# Stored data entries

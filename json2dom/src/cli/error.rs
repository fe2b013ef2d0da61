//! CLI-level errors (wraps infrastructure errors)

use thiserror::Error;

use crate::application::ApplicationError;
use crate::infrastructure::InfraError;

/// CLI errors are the top-level error type.
/// These are what get displayed to the user.
#[derive(Error, Debug)]
pub enum CliError {
    #[error("{0}")]
    Infra(#[from] InfraError),

    #[error("invalid arguments: {0}")]
    InvalidArgs(String),

    #[error("{failed} of {total} descriptions failed to build")]
    CheckFailed { failed: usize, total: usize },
}

impl From<ApplicationError> for CliError {
    fn from(e: ApplicationError) -> Self {
        CliError::Infra(InfraError::Application(e))
    }
}

/// Result type for CLI operations.
pub type CliResult<T> = Result<T, CliError>;

impl CliError {
    /// Get the appropriate exit code for this error.
    pub fn exit_code(&self) -> i32 {
        match self {
            CliError::InvalidArgs(_) => crate::exitcode::USAGE,
            CliError::CheckFailed { .. } => crate::exitcode::DATAERR,
            CliError::Infra(e) => match e {
                InfraError::Io { .. } => crate::exitcode::IOERR,
                InfraError::Browser(_) => crate::exitcode::SOFTWARE,
                InfraError::Application(app) => match app {
                    ApplicationError::Domain(_) => crate::exitcode::DATAERR,
                    ApplicationError::UnknownFormat(_) => crate::exitcode::USAGE,
                    ApplicationError::Config { .. } => crate::exitcode::CONFIG,
                    ApplicationError::OperationFailed { .. } => crate::exitcode::NOINPUT,
                },
            },
        }
    }
}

# Work required
Which lines above contain the word "impl"? Show each of them.

# Answer for this exercise
impl From<ApplicationError> for CliError {
impl CliError {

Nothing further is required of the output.